AI for IT Operations (AIOps) on Cloud Platforms: Reviews, Opportunities and Challenges
It addresses the problem of improving operational efficiency and availability in cloud IT systems for practitioners and researchers, but is incremental as a review paper.
This paper reviews the application of AI to IT operations (AIOps) on cloud platforms, categorizing key tasks like incident detection and root cause analysis, and discusses trends, challenges, and opportunities without presenting new experimental results.

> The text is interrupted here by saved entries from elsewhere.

// ── Tests ─────────────────────────────────────────────────────────────────────

#[cfg(test)]
mod tests {
    use super::*;
    use crate::application::replay_keys::RfbSession;
    use tokio_test::io::Builder;

    #[test]
    fn test_parse_protocol_version_accepts_known_banners() {
        assert_eq!(parse_protocol_version(b"RFB 003.008\n").unwrap(), (3, 8));
        assert_eq!(parse_protocol_version(b"RFB 003.003\n").unwrap(), (3, 3));
        assert_eq!(parse_protocol_version(b"RFB 003.007\n").unwrap(), (3, 7));
    }

    #[test]
    fn test_parse_protocol_version_rejects_garbage() {
        assert!(matches!(
            parse_protocol_version(b"HTTP/1.1 200"),
            Err(SessionError::Protocol(_))
        ));
    }

    #[test]
    fn test_client_version_reply_caps_at_38_and_floors_at_33() {
        assert_eq!(&client_version_reply(3, 8), b"RFB 003.008\n");
        assert_eq!(&client_version_reply(4, 0), b"RFB 003.008\n");
        assert_eq!(&client_version_reply(3, 7), b"RFB 003.003\n");
        assert_eq!(&client_version_reply(3, 3), b"RFB 003.003\n");
    }

    #[test]
    fn test_choose_security_prefers_vnc_auth_with_password() {
        assert_eq!(choose_security_type(&[1, 2], true).unwrap(), 2);
        assert_eq!(choose_security_type(&[1, 2], false).unwrap(), 1);
        assert_eq!(choose_security_type(&[1], true).unwrap(), 1);
    }

    #[test]
    fn test_choose_security_without_password_is_an_auth_error() {
        assert!(matches!(
            choose_security_type(&[2], false),
            Err(SessionError::Auth(_))
        ));
        assert!(matches!(
            choose_security_type(&[16, 19], false),
            Err(SessionError::Protocol(_))
        ));
    }

    /// ServerInit for an 800x600 desktop named "test".
    fn server_init_bytes() -> Vec<u8> {
        let mut bytes = vec![0x03, 0x20, 0x02, 0x58];
        bytes.extend_from_slice(&[0u8; 16]); // pixel format, ignored
        bytes.extend_from_slice(&4u32.to_be_bytes());
        bytes.extend_from_slice(b"test");
        bytes
    }

    #[tokio::test]
    async fn test_handshake_v38_security_none() {
        // Arrange: script the exact byte exchange of a password-less 3.8
        // handshake.  Builder asserts every written byte.
        let stream = Builder::new()
            .read(b"RFB 003.008\n")
            .write(b"RFB 003.008\n")
            .read(&[1, SECURITY_NONE])
            .write(&[SECURITY_NONE])
            .read(&0u32.to_be_bytes()) // SecurityResult: OK
            .write(&[1]) // ClientInit: shared
            .read(&server_init_bytes())
            .build();

        let cfg = SessionConfig::default();
        handshake(stream, &cfg).await.unwrap();
    }

    #[tokio::test]
    async fn test_handshake_v38_vnc_auth_success() {
        let challenge = [0x5Au8; 16];
        let response = auth::encrypt_challenge("sesame", &challenge);

        let stream = Builder::new()
            .read(b"RFB 003.008\n")
            .write(b"RFB 003.008\n")
            .read(&[2, SECURITY_NONE, SECURITY_VNC_AUTH])
            .write(&[SECURITY_VNC_AUTH])
            .read(&challenge)
            .write(&response)
            .read(&0u32.to_be_bytes())
            .write(&[1])
            .read(&server_init_bytes())
            .build();

        let cfg = SessionConfig {
            password: Some("sesame".to_string()),
            ..SessionConfig::default()
        };
        handshake(stream, &cfg).await.unwrap();
    }

    #[tokio::test]
    async fn test_handshake_v38_rejected_password_surfaces_reason() {
        let challenge = [0u8; 16];
        let response = auth::encrypt_challenge("wrong", &challenge);

        let mut failure = 1u32.to_be_bytes().to_vec();
        failure.extend_from_slice(&11u32.to_be_bytes());
        failure.extend_from_slice(b"bad persist"); // 11 bytes of reason

        let stream = Builder::new()
            .read(b"RFB 003.008\n")
            .write(b"RFB 003.008\n")
            .read(&[1, SECURITY_VNC_AUTH])
            .write(&[SECURITY_VNC_AUTH])
            .read(&challenge)
            .write(&response)
            .read(&failure)
            .build();

        let cfg = SessionConfig {
            password: Some("wrong".to_string()),
            ..SessionConfig::default()
        };
        let err = handshake(stream, &cfg).await.unwrap_err();
        assert!(matches!(err, SessionError::Auth(reason) if reason == "bad persist"));
    }

    #[tokio::test]
    async fn test_handshake_v33_server_dictates_none() {
        // A 3.3 server dictates the security type and sends no
        // SecurityResult for None.
        let stream = Builder::new()
            .read(b"RFB 003.003\n")
            .write(b"RFB 003.003\n")
            .read(&(SECURITY_NONE as u32).to_be_bytes())
            .write(&[1])
            .read(&server_init_bytes())
            .build();

        let cfg = SessionConfig::default();
        handshake(stream, &cfg).await.unwrap();
    }

    #[tokio::test]
    async fn test_send_key_event_writes_wire_bytes() {
        let stream = Builder::new()
            .write(&[4, 1, 0, 0, 0x00, 0x00, 0xFF, 0x0D])
            .write(&[4, 0, 0, 0, 0x00, 0x00, 0xFF, 0x0D])
            .build();

        let mut conn = RfbConnection { stream };
        conn.send_key_event(0xFF0D, true).await.unwrap();
        conn.send_key_event(0xFF0D, false).await.unwrap();
    }
}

Artificial Intelligence for IT operations (AIOps) aims to combine the power of AI with the big data generated by IT Operations processes, particularly in cloud infrastructures, to provide actionable insights with the primary goal of maximizing availability. There are a wide variety of problems to address, and multiple use-cases, where AI capabilities can be leveraged to enhance operational efficiency. Here we provide a review of the AIOps vision, trends challenges and opportunities, specifically focusing on the underlying AI techniques. We discuss in depth the key types of data emitted by IT Operations activities, the scale and challenges in analyzing them, and where they can be helpful. We categorize the key AIOps tasks as - incident detection, failure prediction, root cause analysis and automated actions. We discuss the problem formulation for each task, and then present a taxonomy of techniques to solve these problems. We also identify relatively under explored topics, especially those that could significantly benefit from advances in AI literature. We also provide insights into the trends in this field, and what are the key investment opportunities.